Flocking presents a thick, matte, monochromatic surface at close range. From a distance the napping serves to set light scattering in different directions, so that the color looks like a joining of subtly different values. Flocking originated in the Middle Ages as a way to salvage wool and cotton waste and was part of some paper-making processes. Today inexpensive fabrics used in clothing and home furnishings are flocked to simulate more expensive materials.

In Harlequin Poles the flocking and anodizing are set to work at cross purposes, with the auto paint on the thinner poles providing a reference. As one moves around the piece the large flocked pole keeps changing its color and pattern. The planes of the anodized collars pass in and out of shadow; the color is sometimes transparent, sometimes opaque. Each color absorbs varying quantities of its neighbors. The anodized ruffles are arranged to lead the eye up and down the poles, with a trace of a spiral motion. On close approach the flocking goes flat while the anodizing becomes almost painterly, like a wash pulled across the surface, Color is invoked to act independent of form; the sculpture levels the traditional hierarchy of form ruling color.

The piece suggests Maypoles, carousel poles, barber poles, candy canes, all things celebratory. They also parody ‘50s pole lights, which were held in place with similar springs. The ruffles refer to tutus, folding Halloween decorations, propellers, the fluting under mushroom tops, and radish roses. Zucker’s pipes came to seem integral to the place, and I wondered why the gallery hadn’t arranged their plumbing more intelligently. The sprinkler pipes in the ceiling began to look dissociated, underdeveloped.

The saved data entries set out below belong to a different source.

//! The virtual machine: value stack, call frames and the calling convention.

use crate::callinfo::CallInfo;
use crate::config::VmConfig;
use crate::dispatch;
use crate::metamethod::{get_metamethod, metatable_of, TmEvent};
use crate::runtime::Runtime;
use lunar_bytecode::opcode::{index_k, is_k, Instruction, OpCode};
use lunar_bytecode::proto::Proto;
use lunar_core::closure::{Function, LuaClosure, NativeFunction, UpVal, UpValRef};
use lunar_core::error::{ErrorKind, FrameSnapshot, LuaError};
use lunar_core::native::NativeContext;
use lunar_core::string::LuaStr;
use lunar_core::table::TableRef;
use lunar_core::value::TValue;
use std::rc::Rc;

/// A Lua 5.3 bytecode interpreter.
///
/// The VM owns one value stack shared by all frames. Lua frames address
/// their registers relative to `base`; results are moved down to the slot
/// that held the called function.
pub struct Vm {
    /// Value stack (registers of every active frame).
    pub stack: Vec<TValue>,
    /// First free slot, for variable-count operations.
    pub top: usize,
    /// Active frames, innermost last.
    pub call_stack: Vec<CallInfo>,
    /// Open upvalues sorted by stack index (ascending).
    pub open_upvals: Vec<(usize, UpValRef)>,
    pub runtime: Runtime,
    pub config: VmConfig,
    /// Nesting of re-entrant calls through `call_at`.
    pub native_depth: usize,
    /// Stack address of the outermost `call_at`.
    native_stack_base: usize,
    /// Instructions left before `BudgetExhausted`; None is unlimited.
    pub budget: Option<u64>,
}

The ruffles function like garters holding her pipes in space. Ruffles are no longer—in some sense—properly serious forms in our culture, so it is good that Zucker makes them credible. But they may only be viable in her work. Her ruffles also make us aware of the closedness of the inside of pipes; the external clamor makes their interiors more mysterious, more secret. The poles are a continuation of Zucker’s concern with private spaces, difficult of access, suggestively female.

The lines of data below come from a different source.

use super::helpers::*;
use lunar_bytecode::opcode::OpCode;
use lunar_core::closure::NativeFunction;
use lunar_core::string::LuaStr;
use lunar_core::table::Table;
use lunar_vm::TValue;

#[test]
fn test_select_count_of_varargs() {
    // return select('#', ...)
    let mut asm = Asm::main();
    asm.get_global(0, "select");
    asm.load_str(1, "#");
    asm.abc(OpCode::VarArg, 2, 0, 0);
    asm.abc(OpCode::Call, 0, 0, 2);
    asm.abc(OpCode::Return, 0, 2, 0);

    let mut vm = new_vm();
    let main = vm.load(asm.finish()).unwrap();
    let args = (1..=3).map(TValue::from_integer).collect();
    let r = vm.call(&main, args).unwrap();
    assert_eq!(r.len(), 1);
    assert_int(&r, 0, 3);
}

#[test]
fn test_multret_call_feeds_open_call() {
    // return select('#', three())
    let mut asm = Asm::main();
    asm.get_global(0, "select");
    asm.load_str(1, "#");
    asm.get_global(2, "three");
    asm.abc(OpCode::Call, 2, 1, 0);
    asm.abc(OpCode::Call, 0, 0, 2);
    asm.abc(OpCode::Return, 0, 2, 0);

    let mut vm = new_vm();
    vm.register("three", |_| Ok((1..=3).map(TValue::from_integer).collect()));
    let r = run_on(&mut vm, asm.finish());
    assert_int(&r, 0, 3);
}

#[test]
fn test_results_are_nil_padded() {
    let mut f = Asm::function(0, 1);
    f.load_int(0, 7);
    f.abc(OpCode::Return, 0, 2, 0);

    let mut asm = Asm::main();
    asm.closure(0, f);
    asm.abc(OpCode::Call, 0, 1, 4);
    asm.abc(OpCode::Return, 0, 4, 0);
    let r = run(asm.finish());
    assert_eq!(r.len(), 3);
    assert_int(&r, 0, 7);
    assert_nil(&r, 1);
    assert_nil(&r, 2);
}

#[test]
fn test_missing_parameters_are_nil() {
    // local function f(a, b) return a, b end; return f(10)
    let mut f = Asm::function(2, 1);
    f.abc(OpCode::Return, 0, 3, 0);

    let mut asm = Asm::main();
    asm.closure(0, f);
    asm.load_int(1, 10);
    asm.abc(OpCode::Call, 0, 2, 3);
    asm.abc(OpCode::Return, 0, 3, 0);
    let r = run(asm.finish());
    assert_int(&r, 0, 10);
    assert_nil(&r, 1);
}

#[test]
fn test_vararg_function_with_fixed_parameter() {
    // local function f(a, ...) return select('#', ...), a end
    // return f("x", 1, 2)
    let mut f = Asm::function(1, 1).vararg();
    f.upvalue("_ENV", false, 0);
    f.get_global(1, "select");
    f.load_str(2, "#");
    f.abc(OpCode::VarArg, 3, 0, 0);
    f.abc(OpCode::Call, 1, 0, 2);
    f.abc(OpCode::Move, 2, 0, 0);
    f.abc(OpCode::Return, 1, 3, 0);

    let mut asm = Asm::main();
    asm.closure(0, f);
    asm.load_str(1, "x");
    asm.load_int(2, 1);
    asm.load_int(3, 2);
    asm.abc(OpCode::Call, 0, 4, 3);
    asm.abc(OpCode::Return, 0, 3, 0);
    let r = run(asm.finish());
    assert_int(&r, 0, 2);
    assert_str(&r, 1, "x");
}

#[test]
fn test_fixed_vararg_copy() {
    // local a, b, c = ...; return c, b, a
    let mut asm = Asm::main();
    asm.abc(OpCode::VarArg, 0, 4, 0);
    asm.abc(OpCode::Move, 3, 2, 0);
    asm.abc(OpCode::Move, 4, 1, 0);
    asm.abc(OpCode::Move, 5, 0, 0);
    asm.abc(OpCode::Return, 3, 4, 0);

    let mut vm = new_vm();
    let main = vm.load(asm.finish()).unwrap();
    let r = vm
        .call(&main, vec![TValue::from_integer(1), TValue::from_integer(2)])
        .unwrap();
    assert_eq!(r.len(), 3);
    assert_nil(&r, 0);
    assert_int(&r, 1, 2);
    assert_int(&r, 2, 1);
}

#[test]
fn test_call_through_metatable() {
    // return obj(5)
    let mut asm = Asm::main();
    asm.get_global(0, "obj");
    asm.load_int(1, 5);
    asm.abc(OpCode::Call, 0, 2, 0);
    asm.abc(OpCode::Return, 0, 0, 0);

    let mut vm = new_vm();
    let handler = TValue::from_native(NativeFunction::new("handler", |ctx| {
        Ok(vec![
            TValue::from_integer(ctx.arg_count() as i64),
            ctx.arg(2),
        ])
    }));
    let mt = Table::new(0, 1).into_ref();
    mt.borrow_mut().raw_set_str(LuaStr::from("__call"), handler);
    let obj = TValue::new_table();
    vm.set_metatable(&obj, Some(mt));
    vm.set_global("obj", obj);

    let r = run_on(&mut vm, asm.finish());
    assert_eq!(r.len(), 2);
    assert_int(&r, 0, 2);
    assert_int(&r, 1, 5);
}

#[test]
fn test_calling_nil_global() {
    let mut asm = Asm::main();
    asm.get_global(0, "foo");
    asm.abc(OpCode::Call, 0, 1, 1);
    asm.abc(OpCode::Return, 0, 1, 0);
    assert_eq!(
        run_err(asm.finish()),
        "test:1: attempt to call a nil value (global 'foo')"
    );
}

#[test]
fn test_native_error_carries_caller_position() {
    let mut asm = Asm::main();
    asm.at(4);
    asm.get_global(0, "fail");
    asm.abc(OpCode::Call, 0, 1, 1);
    asm.abc(OpCode::Return, 0, 1, 0);

    let mut vm = new_vm();
    vm.register("fail", |ctx| Err(ctx.errorf("boom")));
    assert_eq!(run_err_on(&mut vm, asm.finish()), "test:4: boom");
}

#[test]
fn test_arg_error_names_global_callee() {
    let mut asm = Asm::main();
    asm.get_global(0, "needs_int");
    asm.load_str(1, "x");
    asm.abc(OpCode::Call, 0, 2, 1);
    asm.abc(OpCode::Return, 0, 1, 0);

    let mut vm = new_vm();
    vm.register("needs_int", |ctx| {
        ctx.check_integer(1)?;
        Ok(vec![])
    });
    assert_eq!(
        run_err_on(&mut vm, asm.finish()),
        "test:1: bad argument #1 to 'needs_int' (number expected, got string)"
    );
}

#[test]
fn test_method_call_renumbers_arguments() {
    // stack:push("x")
    let mut asm = Asm::main();
    asm.get_global(0, "stack");
    let push = asm.rks("push");
    asm.abc(OpCode::Self_, 0, 0, push);
    asm.load_str(2, "x");
    asm.abc(OpCode::Call, 0, 3, 1);
    asm.abc(OpCode::Return, 0, 1, 0);

    let mut vm = new_vm();
    let stack = Table::new(0, 1).into_ref();
    stack.borrow_mut().raw_set_str(
        LuaStr::from("push"),
        TValue::from_native(NativeFunction::new("push", |ctx| {
            ctx.check_table(1)?;
            ctx.check_integer(2)?;
            Ok(vec![])
        })),
    );
    vm.set_global("stack", TValue::Table(stack));
    assert_eq!(
        run_err_on(&mut vm, asm.finish()),
        "test:1: bad argument #1 to 'push' (number expected, got string)"
    );
}

#[test]
fn test_deep_recursion_overflows() {
    // local function f() return 1 + f() end
    let mut f = Asm::function(0, 1);
    f.upvalue("f", true, 0);
    f.abc(OpCode::GetUpval, 0, 0, 0);
    f.abc(OpCode::Call, 0, 1, 2);
    let one = f.rki(1);
    f.abc(OpCode::Add, 0, one, 0);
    f.abc(OpCode::Return, 0, 2, 0);

    let mut asm = Asm::main();
    asm.closure(0, f);
    asm.abc(OpCode::Call, 0, 1, 2);
    asm.abc(OpCode::Return, 0, 2, 0);

    let mut vm = lunar_vm::Vm::with_config(lunar_vm::VmConfig::default().with_max_call_depth(500));
    let err = run_err_on(&mut vm, asm.finish());
    assert!(err.ends_with("stack overflow"), "{err}");
}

In Three pieces of conduit spring from the floor to various low levels before making gradual 90-degree arcs so they point horizontally. The end of each is adorned with an incomplete ruffle, each ruffle is flocked a different color. We see a change in the color from plane to plane of the ruffles. The immediate reference is to flowers bending before the sun, or, in this context, following the track of the gallery lights. The ruffles suggest sunflowers, but also the spine of an iguana, the flaring of a peacock’s feathers, a cockscomb. The colors hover in the air. We imagine the ruffles can open and close like accordions, but they are rigid. The piece is spare: there is only the color, the hint of reference, and an astonishing cheer.

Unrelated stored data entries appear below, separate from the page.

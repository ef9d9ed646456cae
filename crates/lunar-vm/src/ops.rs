//! Metatable-aware operations: indexing, arithmetic, comparison, length,
//! concatenation and `tostring`.

use crate::arith::{arith_op, ArithOp, ArithResult};
use crate::coerce::{is_concatable, to_string_for_concat};
use crate::compare::{eq_needs_metamethod, lua_le, lua_lt, CompareResult};
use crate::debug::Origin;
use crate::metamethod::{get_metamethod, metatable_of, table_metamethod, TmEvent};
use crate::vm::Vm;
use lunar_core::error::{ErrorKind, LuaError};
use lunar_core::string::LuaStr;
use lunar_core::value::TValue;

fn arith_event(op: ArithOp) -> TmEvent {
    match op {
        ArithOp::Add => TmEvent::Add,
        ArithOp::Sub => TmEvent::Sub,
        ArithOp::Mul => TmEvent::Mul,
        ArithOp::Mod => TmEvent::Mod,
        ArithOp::Pow => TmEvent::Pow,
        ArithOp::Div => TmEvent::Div,
        ArithOp::IDiv => TmEvent::IDiv,
        ArithOp::BAnd => TmEvent::BAnd,
        ArithOp::BOr => TmEvent::BOr,
        ArithOp::BXor => TmEvent::BXor,
        ArithOp::Shl => TmEvent::Shl,
        ArithOp::Shr => TmEvent::Shr,
        ArithOp::Unm => TmEvent::Unm,
        ArithOp::BNot => TmEvent::BNot,
    }
}

impl Vm {
    /// Type name for error messages: a string `__name` in the metatable of a
    /// table or host value overrides the basic type.
    pub fn obj_type_name(&self, v: &TValue) -> String {
        if matches!(v, TValue::Table(_) | TValue::Host(_)) {
            if let Some(name) = self.metafield_name(v) {
                return name;
            }
        }
        v.type_name().to_string()
    }

    /// Type name honoring `__name` for any value with a metatable.
    pub fn type_name(&self, v: &TValue) -> String {
        self.metafield_name(v)
            .unwrap_or_else(|| v.type_name().to_string())
    }

    /// `type(v)`: the basic type, ignoring metatables.
    pub fn type_of(&self, v: &TValue) -> &'static str {
        v.type_name()
    }

    fn metafield_name(&self, v: &TValue) -> Option<String> {
        let mt = metatable_of(&self.runtime, v)?;
        let name = mt
            .borrow()
            .raw_get_str(self.runtime.mm_names.get(TmEvent::Name));
        name.as_str().map(LuaStr::to_string_lossy)
    }

    /// "attempt to {verb} a {type} value{varinfo}".
    pub(crate) fn op_error(&self, verb: &str, v: &TValue, origin: Origin) -> LuaError {
        LuaError::new(ErrorKind::Op {
            verb: verb.to_string(),
            type_name: self.obj_type_name(v),
            varinfo: self.varinfo(origin),
        })
    }

    /// Call a metamethod and keep its first result.
    fn call_tm(&mut self, tm: &TValue, args: Vec<TValue>) -> Result<TValue, LuaError> {
        let mut results = self.call_value(tm, args, 1)?;
        Ok(results.pop().unwrap_or_default())
    }

    // ---- Indexing ----

    /// `t[key]`, following `__index`.
    pub fn index(&mut self, t: &TValue, key: &TValue) -> Result<TValue, LuaError> {
        self.index_with(t, key, Origin::None)
    }

    pub(crate) fn index_with(
        &mut self,
        t: &TValue,
        key: &TValue,
        origin: Origin,
    ) -> Result<TValue, LuaError> {
        let mut t = t.clone();
        for depth in 0..self.config.max_meta_loop {
            let tm = if let TValue::Table(tab) = &t {
                let v = tab.borrow().raw_get(key);
                if !v.is_nil() {
                    return Ok(v);
                }
                match table_metamethod(&self.runtime, tab, TmEvent::Index) {
                    Some(tm) => tm,
                    None => return Ok(TValue::nil()),
                }
            } else {
                match get_metamethod(&self.runtime, &t, TmEvent::Index) {
                    Some(tm) => tm,
                    None => {
                        let origin = if depth == 0 { origin } else { Origin::None };
                        return Err(self.op_error("index", &t, origin));
                    }
                }
            };
            if tm.is_function() {
                return self.call_tm(&tm, vec![t, key.clone()]);
            }
            t = tm;
        }
        Err(LuaError::runtime("'__index' chain too long; possible loop"))
    }

    /// `t[key] = value`, following `__newindex`.
    pub fn set_index(&mut self, t: &TValue, key: TValue, value: TValue) -> Result<(), LuaError> {
        self.set_index_with(t, key, value, Origin::None)
    }

    pub(crate) fn set_index_with(
        &mut self,
        t: &TValue,
        key: TValue,
        value: TValue,
        origin: Origin,
    ) -> Result<(), LuaError> {
        let mut t = t.clone();
        for depth in 0..self.config.max_meta_loop {
            let tm = if let TValue::Table(tab) = &t {
                let present = !tab.borrow().raw_get(&key).is_nil();
                let tm = if present {
                    None
                } else {
                    table_metamethod(&self.runtime, tab, TmEvent::NewIndex)
                };
                match tm {
                    Some(tm) => tm,
                    None => {
                        tab.borrow_mut().raw_set(&key, value)?;
                        return Ok(());
                    }
                }
            } else {
                match get_metamethod(&self.runtime, &t, TmEvent::NewIndex) {
                    Some(tm) => tm,
                    None => {
                        let origin = if depth == 0 { origin } else { Origin::None };
                        return Err(self.op_error("index", &t, origin));
                    }
                }
            };
            if tm.is_function() {
                self.call_value(&tm, vec![t, key, value], 0)?;
                return Ok(());
            }
            t = tm;
        }
        Err(LuaError::runtime("'__newindex' chain too long; possible loop"))
    }

    // ---- Arithmetic ----

    /// Apply an arithmetic or bitwise operator, falling back to metamethods.
    /// Unary operators ignore `b`.
    pub fn arith(&mut self, op: ArithOp, a: &TValue, b: &TValue) -> Result<TValue, LuaError> {
        let b = if op.is_unary() { a } else { b };
        self.arith_with(op, a, b, Origin::None, Origin::None)
    }

    pub(crate) fn arith_with(
        &mut self,
        op: ArithOp,
        a: &TValue,
        b: &TValue,
        oa: Origin,
        ob: Origin,
    ) -> Result<TValue, LuaError> {
        match arith_op(op, a, b) {
            ArithResult::Ok(v) => Ok(v),
            ArithResult::Error(e) => Err(e),
            ArithResult::NeedMetamethod => {
                let ev = arith_event(op);
                let tm = get_metamethod(&self.runtime, a, ev)
                    .or_else(|| get_metamethod(&self.runtime, b, ev));
                match tm {
                    Some(tm) => self.call_tm(&tm, vec![a.clone(), b.clone()]),
                    None => Err(self.arith_error(op, a, b, oa, ob)),
                }
            }
        }
    }

    fn arith_error(&self, op: ArithOp, a: &TValue, b: &TValue, oa: Origin, ob: Origin) -> LuaError {
        // Blame the first operand that is not a number
        let (culprit, origin) = if a.to_number().is_none() {
            (a, oa)
        } else {
            (b, ob)
        };
        if op.is_bitwise() {
            if a.to_number().is_some() && b.to_number().is_some() {
                let origin = if a.to_integer().is_none() { oa } else { ob };
                return LuaError::new(ErrorKind::NoInteger {
                    varinfo: self.varinfo(origin),
                });
            }
            self.op_error("perform bitwise operation on", culprit, origin)
        } else {
            self.op_error("perform arithmetic on", culprit, origin)
        }
    }

    // ---- Comparison ----

    /// `a == b`, consulting `__eq` for two tables or two host values.
    pub fn equals(&mut self, a: &TValue, b: &TValue) -> Result<bool, LuaError> {
        if a.raw_equal(b) {
            return Ok(true);
        }
        if !eq_needs_metamethod(a, b) {
            return Ok(false);
        }
        let tm = get_metamethod(&self.runtime, a, TmEvent::Eq)
            .or_else(|| get_metamethod(&self.runtime, b, TmEvent::Eq));
        match tm {
            Some(tm) => Ok(self.call_tm(&tm, vec![a.clone(), b.clone()])?.is_truthy()),
            None => Ok(false),
        }
    }

    /// `a < b`.
    pub fn less_than(&mut self, a: &TValue, b: &TValue) -> Result<bool, LuaError> {
        if let CompareResult::Ok(r) = lua_lt(a, b) {
            return Ok(r);
        }
        match self.call_order_tm(a, b, TmEvent::Lt)? {
            Some(r) => Ok(r),
            None => Err(self.order_error(a, b)),
        }
    }

    /// `a <= b`. Without `__le`, falls back to `not (b < a)` through `__lt`.
    pub fn less_equal(&mut self, a: &TValue, b: &TValue) -> Result<bool, LuaError> {
        if let CompareResult::Ok(r) = lua_le(a, b) {
            return Ok(r);
        }
        if let Some(r) = self.call_order_tm(a, b, TmEvent::Le)? {
            return Ok(r);
        }
        match self.call_order_tm(b, a, TmEvent::Lt)? {
            Some(r) => Ok(!r),
            None => Err(self.order_error(a, b)),
        }
    }

    fn call_order_tm(
        &mut self,
        a: &TValue,
        b: &TValue,
        ev: TmEvent,
    ) -> Result<Option<bool>, LuaError> {
        let tm = get_metamethod(&self.runtime, a, ev)
            .or_else(|| get_metamethod(&self.runtime, b, ev));
        match tm {
            Some(tm) => Ok(Some(
                self.call_tm(&tm, vec![a.clone(), b.clone()])?.is_truthy(),
            )),
            None => Ok(None),
        }
    }

    fn order_error(&self, a: &TValue, b: &TValue) -> LuaError {
        LuaError::new(ErrorKind::Compare {
            left: self.obj_type_name(a),
            right: self.obj_type_name(b),
        })
    }

    // ---- Length ----

    /// `#v`: string length, `__len`, or the table border.
    pub fn length(&mut self, v: &TValue) -> Result<TValue, LuaError> {
        self.length_with(v, Origin::None)
    }

    pub(crate) fn length_with(&mut self, v: &TValue, origin: Origin) -> Result<TValue, LuaError> {
        match v {
            TValue::String(s) => Ok(TValue::from_integer(s.len() as i64)),
            TValue::Table(t) => match table_metamethod(&self.runtime, t, TmEvent::Len) {
                Some(tm) => self.call_tm(&tm, vec![v.clone(), v.clone()]),
                None => Ok(TValue::from_integer(t.borrow().length())),
            },
            _ => match get_metamethod(&self.runtime, v, TmEvent::Len) {
                Some(tm) => self.call_tm(&tm, vec![v.clone(), v.clone()]),
                None => Err(self.op_error("get length of", v, origin)),
            },
        }
    }

    // ---- Concatenation ----

    /// Concatenate values right to left, as `a .. b .. c` does.
    pub fn concat(&mut self, values: Vec<TValue>) -> Result<TValue, LuaError> {
        self.concat_with(values, |_| Origin::None)
    }

    /// Fold `values` from the right. Runs of strings and numbers are joined
    /// in one step; any other pair goes through `__concat`.
    pub(crate) fn concat_with(
        &mut self,
        mut values: Vec<TValue>,
        origin: impl Fn(usize) -> Origin,
    ) -> Result<TValue, LuaError> {
        let mut total = values.len();
        if total == 0 {
            return Ok(TValue::from_string(""));
        }
        while total > 1 {
            let (i1, i2) = (total - 2, total - 1);
            let mut merged = 2;
            if !is_concatable(&values[i1]) || !is_concatable(&values[i2]) {
                let (a, b) = (values[i1].clone(), values[i2].clone());
                values[i1] = self.concat_tm(&a, &b, origin(i1), origin(i2))?;
            } else if values[i2].as_str().is_some_and(LuaStr::is_empty) {
                values[i1] = TValue::String(to_concat_str(&values[i1]));
            } else if values[i1].as_str().is_some_and(LuaStr::is_empty) {
                values[i1] = TValue::String(to_concat_str(&values[i2]));
            } else {
                // Gather the longest run of strings and numbers ending here
                merged = 1;
                while merged < total && is_concatable(&values[total - merged - 1]) {
                    merged += 1;
                }
                let parts: Vec<LuaStr> = values[total - merged..total]
                    .iter()
                    .map(to_concat_str)
                    .collect();
                let joined = LuaStr::concat(parts.iter().map(LuaStr::as_bytes));
                values[total - merged] = TValue::String(joined);
            }
            total -= merged - 1;
        }
        Ok(values.swap_remove(0))
    }

    fn concat_tm(
        &mut self,
        a: &TValue,
        b: &TValue,
        oa: Origin,
        ob: Origin,
    ) -> Result<TValue, LuaError> {
        let tm = get_metamethod(&self.runtime, a, TmEvent::Concat)
            .or_else(|| get_metamethod(&self.runtime, b, TmEvent::Concat));
        match tm {
            Some(tm) => self.call_tm(&tm, vec![a.clone(), b.clone()]),
            None => {
                let (culprit, origin) = if is_concatable(a) { (b, ob) } else { (a, oa) };
                Err(self.op_error("concatenate", culprit, origin))
            }
        }
    }

    // ---- tostring ----

    /// `tostring(v)`: `__tostring` if present, then `__name`, then the raw
    /// rendering.
    pub fn tostring(&mut self, v: &TValue) -> Result<LuaStr, LuaError> {
        if let Some(tm) = get_metamethod(&self.runtime, v, TmEvent::ToString) {
            return match self.call_tm(&tm, vec![v.clone()])? {
                TValue::String(s) => Ok(s),
                n @ (TValue::Integer(_) | TValue::Float(_)) => Ok(to_concat_str(&n)),
                _ => Err(LuaError::runtime("'__tostring' must return a string")
                    .with_position(self.where_(1))),
            };
        }
        Ok(match v {
            TValue::String(s) => s.clone(),
            TValue::Nil | TValue::Bool(_) | TValue::Integer(_) | TValue::Float(_) => {
                LuaStr::from(v.to_string())
            }
            _ => {
                let kind = self
                    .metafield_name(v)
                    .unwrap_or_else(|| v.type_name().to_string());
                LuaStr::from(format!("{kind}: {:#x}", v.ptr_id().unwrap_or_default()))
            }
        })
    }
}

fn to_concat_str(v: &TValue) -> LuaStr {
    to_string_for_concat(v).unwrap_or_else(|| LuaStr::from(""))
}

Under the Bridge and Small Connection have ruffles emerging from half stele. In each there is a play of surface against surface, either dimensional against flat, or flocked surface against raw surface. Compositionally elements with different visual effects are juxtaposed: a shining piece of tin glitters against a grey flocked mass in Small Connection; a red flocked wedge sprouts from the corner of a rusted marker in Red With Rust. It is as though beautiful fans were opening from out of gravestones.